[Records contained in a dataset]

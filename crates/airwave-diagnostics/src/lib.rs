//! Encoder failure classification.
//!
//! Raw encoder output is matched against an ordered signature table to
//! produce a [`Diagnosis`]. The first matching signature wins, so specific
//! signatures sit above the generic ones they would otherwise be masked by.

mod classifier;
mod exit_code;
mod signatures;

pub use classifier::{Classifier, ExitDetails};
pub use exit_code::{normalize_exit_code, ExitCodeSignature};
pub use signatures::Signature;

pub use airwave_ipc::{Diagnosis, DiagnosisCategory};
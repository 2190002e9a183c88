//! Error types for the list store.
//!
//! # Error Types
//!
//! - [`StoreError::NotFound`] - a requested list or todo id is absent
//! - [`StoreError::DuplicateName`] - a list with the same name already exists
//! - [`StoreError::InvalidLength`] - a name is outside the allowed length
//!
//! The `Display` output of each variant is the human-readable message shown
//! to the user, so route handlers can surface it verbatim.
//!
//! # Example
//!
//! ```rust
//! use listkeeper_server::error::{Entity, StoreError};
//!
//! let err = StoreError::InvalidLength(Entity::Todo);
//! assert_eq!(err.to_string(), "Todo name must be between 1 and 100 characters.");
//! assert!(err.is_validation());
//! ```

use std::fmt;

use thiserror::Error;

/// The kind of entity an error refers to.
#[derive(Debug, Clone, Copy, PartialEq, Eq)]
pub enum Entity {
    List,
    Todo,
}

impl Entity {
    fn noun(self) -> &'static str {
        match self {
            Self::List => "list",
            Self::Todo => "todo",
        }
    }
}

impl fmt::Display for Entity {
    fn fmt(&self, f: &mut fmt::Formatter<'_>) -> fmt::Result {
        match self {
            Self::List => f.write_str("List"),
            Self::Todo => f.write_str("Todo"),
        }
    }
}

/// Errors returned by list store lookups and validations.
///
/// None of these indicate a defect: `NotFound` aborts the current request,
/// and the validation variants leave the collection untouched.
#[derive(Debug, Error, Clone, Copy, PartialEq, Eq)]
pub enum StoreError {
    /// The requested entity does not exist.
    #[error("The specified {} was not found.", .0.noun())]
    NotFound(Entity),

    /// Another list already carries exactly this name.
    #[error("List name must be unique.")]
    DuplicateName,

    /// The name is empty or longer than the allowed maximum.
    #[error("{0} name must be between 1 and 100 characters.")]
    InvalidLength(Entity),
}

impl StoreError {
    /// Returns `true` for errors raised by name validation.
    pub fn is_validation(&self) -> bool {
        matches!(self, Self::DuplicateName | Self::InvalidLength(_))
    }
}

/// A specialized Result type for list store operations.
pub type Result<T> = std::result::Result<T, StoreError>;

### ABOUT THIS EXERCISE:
All lines in the entries above that hold the word "Copy" need to be copied.

### WRITTEN ANSWER:
#[derive(Debug, Clone, Copy, PartialEq, Eq)]
#[derive(Debug, Error, Clone, Copy, PartialEq, Eq)]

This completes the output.